South San Francisco-based Principia Biopharma is looking to become a publicly traded company and is aiming for a $86 million initial public offering. The company filed its prospectus with the U.S. Securities and Exchange Commission on Aug. 17.
South San Francisco-based Principia Biopharma is looking to become a publicly traded company and is aiming for a $86 million initial public offering. The company filed its prospectus with the U.S. Securities and Exchange Commission on Aug. 17.

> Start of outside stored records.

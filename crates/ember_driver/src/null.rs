//! The null backend: accepts every call, logs at `trace`, and fabricates
//! plausible handles. Used by the engine's own test suite and the
//! `frame_demo` binary to drive a full frame without a real GPU.

use std::sync::atomic::{AtomicU32, Ordering};

use crate::handles::*;
use crate::traits::*;

/// Monotonically increasing handle allocator shared by every resource kind
/// in the null backend (handles from different kinds are never compared to
/// each other, so collisions across kinds are harmless).
#[derive(Default)]
struct HandleAllocator(AtomicU32);

impl HandleAllocator {
    fn next(&self) -> u32 {
        self.0.fetch_add(1, Ordering::Relaxed) + 1
    }
}

/// A backend that performs no real GPU work. Every creation call returns a
/// freshly minted handle; every other call is a logged no-op.
#[derive(Default)]
pub struct NullDriver {
    handles: HandleAllocator,
    caps: DriverCaps,
    in_render_pass: bool,
    /// Number of outstanding `create_*` calls not yet matched by a
    /// `destroy_*`, tracked per kind purely so tests can assert no leaks.
    live_textures: u32,
    live_buffers: u32,
    live_render_targets: u32,
}

impl NullDriver {
    #[must_use]
    pub fn new() -> Self {
        Self {
            caps: DriverCaps {
                feature_level: ember_core::config::FeatureLevel::Level3,
                flags: FeatureFlags::STEREO_SUPPORT | FeatureFlags::PARALLEL_SHADER_COMPILE,
                ubo_offset_alignment: 256,
            },
            ..Self::default()
        }
    }

    #[must_use]
    pub fn live_texture_count(&self) -> u32 {
        self.live_textures
    }

    #[must_use]
    pub fn live_buffer_count(&self) -> u32 {
        self.live_buffers
    }

    #[must_use]
    pub fn live_render_target_count(&self) -> u32 {
        self.live_render_targets
    }
}

impl DriverApi for NullDriver {
    fn create_texture(&mut self, desc: &TextureDescriptor) -> TextureHandle {
        self.live_textures += 1;
        log::trace!(
            "null: create_texture {}x{} fmt={:?} usage={:?}",
            desc.width,
            desc.height,
            desc.format,
            desc.usage
        );
        TextureHandle::from_raw(self.handles.next())
    }

    fn destroy_texture(&mut self, handle: TextureHandle) {
        assert!(handle.is_valid(), "destroy_texture: invalid handle");
        self.live_textures = self.live_textures.saturating_sub(1);
        log::trace!("null: destroy_texture {handle:?}");
    }

    fn create_buffer(&mut self, desc: &GpuBufferDescriptor) -> BufferHandle {
        self.live_buffers += 1;
        log::trace!("null: create_buffer {} bytes usage={:?}", desc.size_bytes, desc.usage);
        BufferHandle::from_raw(self.handles.next())
    }

    fn destroy_buffer(&mut self, handle: BufferHandle) {
        assert!(handle.is_valid(), "destroy_buffer: invalid handle");
        self.live_buffers = self.live_buffers.saturating_sub(1);
        log::trace!("null: destroy_buffer {handle:?}");
    }

    fn create_render_target(&mut self, desc: &RenderTargetDescriptor) -> RenderTargetHandle {
        self.live_render_targets += 1;
        log::trace!("null: create_render_target samples={} layers={}", desc.samples, desc.layer_count);
        RenderTargetHandle::from_raw(self.handles.next())
    }

    fn destroy_render_target(&mut self, handle: RenderTargetHandle) {
        assert!(handle.is_valid(), "destroy_render_target: invalid handle");
        self.live_render_targets = self.live_render_targets.saturating_sub(1);
        log::trace!("null: destroy_render_target {handle:?}");
    }

    fn create_fence(&mut self) -> FenceHandle {
        FenceHandle::from_raw(self.handles.next())
    }

    fn destroy_fence(&mut self, handle: FenceHandle) {
        assert!(handle.is_valid(), "destroy_fence: invalid handle");
    }

    fn create_descriptor_set_layout(&mut self) -> DescriptorSetLayoutHandle {
        DescriptorSetLayoutHandle::from_raw(self.handles.next())
    }

    fn create_descriptor_set(&mut self, layout: DescriptorSetLayoutHandle) -> DescriptorSetHandle {
        assert!(layout.is_valid(), "create_descriptor_set: invalid layout");
        DescriptorSetHandle::from_raw(self.handles.next())
    }

    fn destroy_descriptor_set(&mut self, handle: DescriptorSetHandle) {
        assert!(handle.is_valid(), "destroy_descriptor_set: invalid handle");
    }

    fn update_buffer(&mut self, handle: BufferHandle, offset: u64, descriptor: BufferDescriptor) {
        assert!(handle.is_valid(), "update_buffer: invalid handle");
        log::trace!("null: update_buffer {handle:?} offset={offset} len={}", descriptor.data.len());
        descriptor.release();
    }

    fn update_image(&mut self, handle: TextureHandle, level: u8, descriptor: BufferDescriptor) {
        assert!(handle.is_valid(), "update_image: invalid handle");
        log::trace!("null: update_image {handle:?} level={level} len={}", descriptor.data.len());
        descriptor.release();
    }

    fn create_program(&mut self, desc: &ProgramDescriptor, name: &str) -> ProgramHandle {
        if desc.vertex_shader.is_empty() || desc.fragment_shader.is_empty() {
            log::error!("null: program '{name}' has an empty shader stage, refusing to link");
            return ProgramHandle::INVALID;
        }
        log::trace!("null: create_program '{name}' cache_id={:#x}", desc.cache_id);
        ProgramHandle::from_raw(self.handles.next())
    }

    fn destroy_program(&mut self, handle: ProgramHandle) {
        if handle.is_valid() {
            log::trace!("null: destroy_program {handle:?}");
        }
    }

    fn compile_programs(&mut self, _priority: CompilePriority, callback: Box<dyn FnOnce() + Send>) {
        // The null backend has nothing to compile in the background; it is
        // "ready" the instant the call returns.
        callback();
    }

    fn begin_render_pass(&mut self, target: RenderTargetHandle, params: &RenderPassParams) {
        assert!(!self.in_render_pass, "begin_render_pass: already inside a render pass");
        assert!(target.is_valid(), "begin_render_pass: invalid target");
        self.in_render_pass = true;
        log::trace!(
            "null: begin_render_pass {target:?} clear={:?} discard_start={:?} discard_end={:?}",
            params.clear_flags,
            params.discard_start,
            params.discard_end
        );
    }

    fn end_render_pass(&mut self) {
        assert!(self.in_render_pass, "end_render_pass: not inside a render pass");
        self.in_render_pass = false;
    }

    fn push_group_marker(&mut self, name: &str) {
        log::trace!("null: >> {name}");
    }

    fn pop_group_marker(&mut self) {
        log::trace!("null: <<");
    }

    fn begin_frame(&mut self) {
        log::trace!("null: begin_frame");
    }

    fn end_frame(&mut self) {
        log::trace!("null: end_frame");
    }

    fn finish(&mut self) {
        log::trace!("null: finish (GPU idle)");
    }

    fn make_current(&mut self, draw_sc: SwapChainHandle, read_sc: SwapChainHandle) {
        log::trace!("null: make_current draw={draw_sc:?} read={read_sc:?}");
    }

    fn commit(&mut self, swap_chain: SwapChainHandle) {
        log::trace!("null: commit {swap_chain:?}");
    }

    fn wait_fence(&mut self, handle: FenceHandle, _timeout_ns: u64) -> bool {
        assert!(handle.is_valid(), "wait_fence: invalid handle");
        true
    }

    fn caps(&self) -> DriverCaps {
        self.caps
    }
}

#[cfg(test)]
mod tests {
    use super::*;

    #[test]
    fn create_destroy_texture_balances_live_count() {
        let mut driver = NullDriver::new();
        let handle = driver.create_texture(&TextureDescriptor {
            width: 4,
            height: 4,
            depth_or_layers: 1,
            levels: 1,
            samples: 1,
            format: PixelFormat::Rgba8Unorm,
            usage: TextureUsage::SAMPLEABLE,
        });
        assert!(handle.is_valid());
        assert_eq!(driver.live_texture_count(), 1);
        driver.destroy_texture(handle);
        assert_eq!(driver.live_texture_count(), 0);
    }

    #[test]
    fn empty_shader_stage_yields_sentinel_handle() {
        let mut driver = NullDriver::new();
        let handle = driver.create_program(&ProgramDescriptor::default(), "broken");
        assert!(!handle.is_valid());
    }

    #[test]
    #[should_panic(expected = "already inside a render pass")]
    fn nested_render_pass_is_a_contract_violation() {
        let mut driver = NullDriver::new();
        let target = driver.create_render_target(&RenderTargetDescriptor::default());
        driver.begin_render_pass(target, &RenderPassParams::default());
        driver.begin_render_pass(target, &RenderPassParams::default());
    }
}
//! One parsed package, immutable once built (§3.4, §4.5).

use ember_core::error::{EmberError, Result};
use ember_driver::{BufferUsage, TextureUsage};

use crate::parser::{Chunk, MaterialParser, ShaderLanguage, ShaderModel, ShaderStage};
use crate::tags;

/// What a material is allowed to be used for (§3.4).
#[derive(Debug, Clone, Copy, PartialEq, Eq)]
pub enum MaterialDomain {
    Surface,
    PostProcess,
    Compute,
}

/// One binding inside an interface block (uniform or sampler).
#[derive(Debug, Clone)]
pub struct InterfaceBinding {
    pub name: String,
    pub binding: u32,
    pub set: u32,
}

/// Raster/blend state a surface material's pipeline is built with.
#[derive(Debug, Clone, Copy)]
pub struct RasterState {
    pub blending_enabled: bool,
    pub depth_write: bool,
    pub depth_test: bool,
    pub double_sided: bool,
}

impl Default for RasterState {
    fn default() -> Self {
        Self {
            blending_enabled: false,
            depth_write: true,
            depth_test: true,
            double_sided: false,
        }
    }
}

/// A single reserved or user specialization constant declaration.
#[derive(Debug, Clone)]
pub struct SpecConstant {
    pub id: u32,
    pub name: String,
    pub default_value: SpecConstantValue,
}

#[derive(Debug, Clone, Copy, PartialEq)]
pub enum SpecConstantValue {
    Bool(bool),
    Int(i32),
    Float(f32),
}

/// First `reserved_count` spec-constant ids are engine-controlled (SH
/// bands, shadow sampling method, debug toggles); the rest are
/// material-defined (§4.7.4).
pub const CONFIG_MAX_RESERVED_SPEC_CONSTANTS: u32 = 8;

/// Immutable, parser-backed description of one material package.
pub struct MaterialDefinition {
    pub name: String,
    pub domain: MaterialDomain,
    pub raster_state: RasterState,
    pub uniform_block: Vec<InterfaceBinding>,
    pub sampler_block: Vec<InterfaceBinding>,
    pub spec_constants: Vec<SpecConstant>,
    pub texture_usage: TextureUsage,
    pub buffer_usage: BufferUsage,
    /// Identifies this definition's compiled programs in backend-side
    /// caches (§4.7.3's `hash(definition.cache_id, variant.key)`).
    pub cache_id: u64,
    /// Owning package's CRC32; also the [`crate::cache::MaterialCache`] key.
    pub crc32: u32,
    /// Whether the package embeds its own depth-pass shader, rather than
    /// relying on the default material's (§4.7.2).
    pub has_custom_depth_shader: bool,
    data: Vec<u8>,
}

impl MaterialDefinition {
    /// Parses `data` with the platform's shader-language preference list.
    pub fn parse(data: Vec<u8>, preferred_languages: &[ShaderLanguage]) -> Result<Self> {
        let parser = MaterialParser::new(&data, preferred_languages)?;

        let name = parser
            .chunk(tags::MATERIAL_NAME)
            .map(|c| String::from_utf8_lossy(c.payload).into_owned())
            .unwrap_or_default();

        let crc32 = parser
            .get_precomputed_crc32()
            .unwrap_or_else(|| parser.compute_crc32());

        let cache_id = xxhash_rust::xxh3::xxh3_64(&data);
        let has_custom_depth_shader = parser.has_custom_depth_shader();

        let uniform_block = parser
            .chunk(tags::MATERIAL_UIB)
            .map(parse_interface_block)
            .transpose()?
            .unwrap_or_default();
        let sampler_block = parser
            .chunk(tags::MATERIAL_SIB)
            .map(parse_interface_block)
            .transpose()?
            .unwrap_or_default();
        let spec_constants = parser
            .chunk(tags::MATERIAL_CONSTANTS)
            .map(parse_spec_constants)
            .transpose()?
            .unwrap_or_default();
        let (domain, raster_state, texture_usage, buffer_usage) = parser
            .chunk(tags::MATERIAL_RASTER_STATE)
            .map(parse_raster_state)
            .transpose()?
            .unwrap_or((MaterialDomain::Surface, RasterState::default(), TextureUsage::empty(), BufferUsage::UNIFORM));

        drop(parser);
        Ok(Self {
            name,
            domain,
            raster_state,
            uniform_block,
            sampler_block,
            spec_constants,
            texture_usage,
            buffer_usage,
            cache_id,
            crc32,
            has_custom_depth_shader,
            data,
        })
    }

    /// Re-opens a view over this definition's backing bytes to pull shader
    /// source for a program build (§4.7.3 step 2). The parser is cheap to
    /// reconstruct and not worth keeping alive across the `'static`
    /// lifetime a cached [`MaterialDefinition`] needs.
    pub(crate) fn shader_bytes(
        &self,
        preferred_languages: &[ShaderLanguage],
        model: ShaderModel,
        variant: u8,
        stage: ShaderStage,
    ) -> Option<Vec<u8>> {
        let parser = MaterialParser::new(&self.data, preferred_languages).ok()?;
        parser.shader(model, variant, stage).map(<[u8]>::to_vec)
    }

    #[must_use]
    pub fn chosen_language(&self, preferred_languages: &[ShaderLanguage]) -> Option<ShaderLanguage> {
        MaterialParser::new(&self.data, preferred_languages)
            .ok()
            .map(|p| p.chosen_language())
    }
}

/// Reads a `u32` out of `payload` at `offset`, little-endian.
fn read_u32(payload: &[u8], offset: usize) -> Result<u32> {
    payload
        .get(offset..offset + 4)
        .map(|b| u32::from_le_bytes(b.try_into().unwrap()))
        .ok_or_else(|| EmberError::MalformedPackage("truncated interface block entry".into()))
}

/// `MUIB`/`MSIB` payload: `count:u32`, then per entry
/// `name_len:u32, name:[u8; name_len], binding:u32, set:u32`.
fn parse_interface_block(chunk: Chunk) -> Result<Vec<InterfaceBinding>> {
    let payload = chunk.payload;
    let count = read_u32(payload, 0)? as usize;
    let mut offset = 4;
    let mut bindings = Vec::with_capacity(count);
    for _ in 0..count {
        let name_len = read_u32(payload, offset)? as usize;
        offset += 4;
        let name_bytes = payload
            .get(offset..offset + name_len)
            .ok_or_else(|| EmberError::MalformedPackage("truncated interface block name".into()))?;
        let name = String::from_utf8_lossy(name_bytes).into_owned();
        offset += name_len;
        let binding = read_u32(payload, offset)?;
        offset += 4;
        let set = read_u32(payload, offset)?;
        offset += 4;
        bindings.push(InterfaceBinding { name, binding, set });
    }
    Ok(bindings)
}

/// `MCON` payload: `count:u32`, then per entry `id:u32, name_len:u32,
/// name:[u8; name_len], value_tag:u8 (0=bool,1=int,2=float), value:[u8; 4]`.
/// Entries whose id falls in the engine-reserved range
/// (`id < CONFIG_MAX_RESERVED_SPEC_CONSTANTS`) are a malformed package —
/// those ids are filled in by the engine, never declared by a material —
/// and are skipped with a warning rather than rejecting the whole package.
fn parse_spec_constants(chunk: Chunk) -> Result<Vec<SpecConstant>> {
    let payload = chunk.payload;
    let count = read_u32(payload, 0)? as usize;
    let mut offset = 4;
    let mut constants = Vec::with_capacity(count);
    for _ in 0..count {
        let id = read_u32(payload, offset)?;
        offset += 4;
        let name_len = read_u32(payload, offset)? as usize;
        offset += 4;
        let name_bytes = payload
            .get(offset..offset + name_len)
            .ok_or_else(|| EmberError::MalformedPackage("truncated spec constant name".into()))?;
        let name = String::from_utf8_lossy(name_bytes).into_owned();
        offset += name_len;
        let value_tag = *payload
            .get(offset)
            .ok_or_else(|| EmberError::MalformedPackage("truncated spec constant value".into()))?;
        offset += 1;
        let value_bytes = payload
            .get(offset..offset + 4)
            .ok_or_else(|| EmberError::MalformedPackage("truncated spec constant value".into()))?;
        let default_value = match value_tag {
            0 => SpecConstantValue::Bool(value_bytes[0] != 0),
            1 => SpecConstantValue::Int(i32::from_le_bytes(value_bytes.try_into().unwrap())),
            2 => SpecConstantValue::Float(f32::from_le_bytes(value_bytes.try_into().unwrap())),
            other => {
                return Err(EmberError::MalformedPackage(format!("unknown spec constant value tag {other}")))
            }
        };
        offset += 4;
        if id < CONFIG_MAX_RESERVED_SPEC_CONSTANTS {
            log::warn!("material declares reserved spec constant id {id} ('{name}'), ignoring");
            continue;
        }
        constants.push(SpecConstant { id, name, default_value });
    }
    Ok(constants)
}

/// `MRST` payload (16 bytes): `domain:u8, blending_enabled:u8,
/// depth_write:u8, depth_test:u8, double_sided:u8, _pad:[u8; 3],
/// texture_usage:u32, buffer_usage:u32`.
fn parse_raster_state(chunk: Chunk) -> Result<(MaterialDomain, RasterState, TextureUsage, BufferUsage)> {
    let payload = chunk.payload;
    if payload.len() < 16 {
        return Err(EmberError::MalformedPackage("truncated raster state chunk".into()));
    }
    let domain = match payload[0] {
        0 => MaterialDomain::Surface,
        1 => MaterialDomain::PostProcess,
        2 => MaterialDomain::Compute,
        other => return Err(EmberError::MalformedPackage(format!("unknown material domain tag {other}"))),
    };
    let raster_state = RasterState {
        blending_enabled: payload[1] != 0,
        depth_write: payload[2] != 0,
        depth_test: payload[3] != 0,
        double_sided: payload[4] != 0,
    };
    let texture_usage = TextureUsage::from_bits_truncate(read_u32(payload, 8)?);
    let buffer_usage = BufferUsage::from_bits_truncate(read_u32(payload, 12)?);
    Ok((domain, raster_state, texture_usage, buffer_usage))
}

#[cfg(test)]
mod tests {
    use super::*;
    use crate::parser::test_support::minimal_package;

    #[test]
    fn parse_extracts_name_and_cache_id() {
        let pkg = minimal_package("lit");
        let def = MaterialDefinition::parse(pkg, &[ShaderLanguage::Essl3]).unwrap();
        assert_eq!(def.name, "lit");
        assert_ne!(def.cache_id, 0);
    }

    #[test]
    fn identical_packages_have_identical_cache_id_and_crc32() {
        let a = MaterialDefinition::parse(minimal_package("lit"), &[ShaderLanguage::Essl3]).unwrap();
        let b = MaterialDefinition::parse(minimal_package("lit"), &[ShaderLanguage::Essl3]).unwrap();
        assert_eq!(a.cache_id, b.cache_id);
        assert_eq!(a.crc32, b.crc32);
    }

    fn push_chunk(data: &mut Vec<u8>, tag: u32, payload: &[u8]) {
        data.extend_from_slice(&tag.to_le_bytes());
        data.extend_from_slice(&(payload.len() as u32).to_le_bytes());
        data.extend_from_slice(payload);
    }

    fn push_interface_binding(payload: &mut Vec<u8>, name: &str, binding: u32, set: u32) {
        let name_bytes = name.as_bytes();
        payload.extend_from_slice(&(name_bytes.len() as u32).to_le_bytes());
        payload.extend_from_slice(name_bytes);
        payload.extend_from_slice(&binding.to_le_bytes());
        payload.extend_from_slice(&set.to_le_bytes());
    }

    /// Builds a package with `MNAM` plus `MUIB`/`MSIB`/`MCON`/`MRST`
    /// structural chunks, exercising every branch `parse()` has beyond
    /// name/crc32 extraction.
    fn package_with_structural_chunks(name: &str) -> Vec<u8> {
        let mut data = Vec::new();
        data.extend_from_slice(&tags::MAGIC.to_le_bytes());
        data.extend_from_slice(&1u32.to_le_bytes());
        data.extend_from_slice(&5u32.to_le_bytes());

        let name_bytes = name.as_bytes();
        push_chunk(&mut data, tags::MATERIAL_NAME, name_bytes);

        let mut uib = Vec::new();
        uib.extend_from_slice(&1u32.to_le_bytes());
        push_interface_binding(&mut uib, "frame_uniforms", 0, 0);
        push_chunk(&mut data, tags::MATERIAL_UIB, &uib);

        let mut sib = Vec::new();
        sib.extend_from_slice(&2u32.to_le_bytes());
        push_interface_binding(&mut sib, "albedo", 0, 1);
        push_interface_binding(&mut sib, "normal", 1, 1);
        push_chunk(&mut data, tags::MATERIAL_SIB, &sib);

        let mut con = Vec::new();
        con.extend_from_slice(&2u32.to_le_bytes());
        // reserved id, must be skipped with a warning rather than kept.
        con.extend_from_slice(&0u32.to_le_bytes());
        con.extend_from_slice(&3u32.to_le_bytes());
        con.extend_from_slice(b"sh_band_count");
        con.push(1); // int
        con.extend_from_slice(&3i32.to_le_bytes());
        // material-declared id, must survive.
        con.extend_from_slice(&CONFIG_MAX_RESERVED_SPEC_CONSTANTS.to_le_bytes());
        con.extend_from_slice(&11u32.to_le_bytes());
        con.extend_from_slice(b"roughness_override");
        con.push(2); // float
        con.extend_from_slice(&0.5f32.to_le_bytes());
        push_chunk(&mut data, tags::MATERIAL_CONSTANTS, &con);

        let mut rst = Vec::new();
        rst.push(1); // PostProcess
        rst.push(1); // blending_enabled
        rst.push(0); // depth_write
        rst.push(0); // depth_test
        rst.push(1); // double_sided
        rst.extend_from_slice(&[0u8; 3]); // pad
        rst.extend_from_slice(&TextureUsage::SAMPLEABLE.bits().to_le_bytes());
        rst.extend_from_slice(&BufferUsage::UNIFORM.bits().to_le_bytes());
        push_chunk(&mut data, tags::MATERIAL_RASTER_STATE, &rst);

        data
    }

    #[test]
    fn parse_reads_interface_blocks_and_raster_state() {
        let pkg = package_with_structural_chunks("coated");
        let def = MaterialDefinition::parse(pkg, &[ShaderLanguage::Essl3]).unwrap();

        assert_eq!(def.uniform_block.len(), 1);
        assert_eq!(def.uniform_block[0].name, "frame_uniforms");
        assert_eq!(def.sampler_block.len(), 2);
        assert_eq!(def.sampler_block[1].name, "normal");
        assert_eq!(def.sampler_block[1].set, 1);

        assert_eq!(def.domain, MaterialDomain::PostProcess);
        assert!(def.raster_state.blending_enabled);
        assert!(!def.raster_state.depth_write);
        assert!(def.raster_state.double_sided);
        assert_eq!(def.texture_usage, TextureUsage::SAMPLEABLE);
        assert_eq!(def.buffer_usage, BufferUsage::UNIFORM);
    }

    #[test]
    fn parse_skips_reserved_spec_constant_ids() {
        let pkg = package_with_structural_chunks("coated");
        let def = MaterialDefinition::parse(pkg, &[ShaderLanguage::Essl3]).unwrap();

        assert_eq!(def.spec_constants.len(), 1);
        assert_eq!(def.spec_constants[0].id, CONFIG_MAX_RESERVED_SPEC_CONSTANTS);
        assert_eq!(def.spec_constants[0].name, "roughness_override");
        assert_eq!(def.spec_constants[0].default_value, SpecConstantValue::Float(0.5));
    }

    #[test]
    fn parse_without_structural_chunks_falls_back_to_defaults() {
        let def = MaterialDefinition::parse(minimal_package("lit"), &[ShaderLanguage::Essl3]).unwrap();
        assert!(def.uniform_block.is_empty());
        assert!(def.sampler_block.is_empty());
        assert!(def.spec_constants.is_empty());
        assert_eq!(def.domain, MaterialDomain::Surface);
        assert_eq!(def.texture_usage, TextureUsage::empty());
        assert_eq!(def.buffer_usage, BufferUsage::UNIFORM);
    }
}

The small biotech focuses on the development of reversible covalent and irreversible covalent, small molecule inhibitors through its proprietary Tailored Covalency platform.
Using its Tailored Covalency platform, Principia has developed several drug candidates and maintains worldwide rights on its most advanced platforms, PRN1008 and PRN1371. PRN1008, a reversible covalent BTK inhibitor, is currently in a Phase II clinical trial in patients with pemphigus, an orphan autoimmune disease. The company noted that interim data taken in April shows that the drug hit its primary endpoint of “control of disease activity.” Principia is looking at initiating a Phase III trial by the end of this year. Principia is also developing PRN1008 for the treatment of immune thrombocytopenic purpura, a rare autoimmune disease in which the blood levels of platelets drop to unsafe levels. In its prospectus, Principia said it believes there are “numerous immunological disorders for which PRN1008 may demonstrate therapeutic benefit.”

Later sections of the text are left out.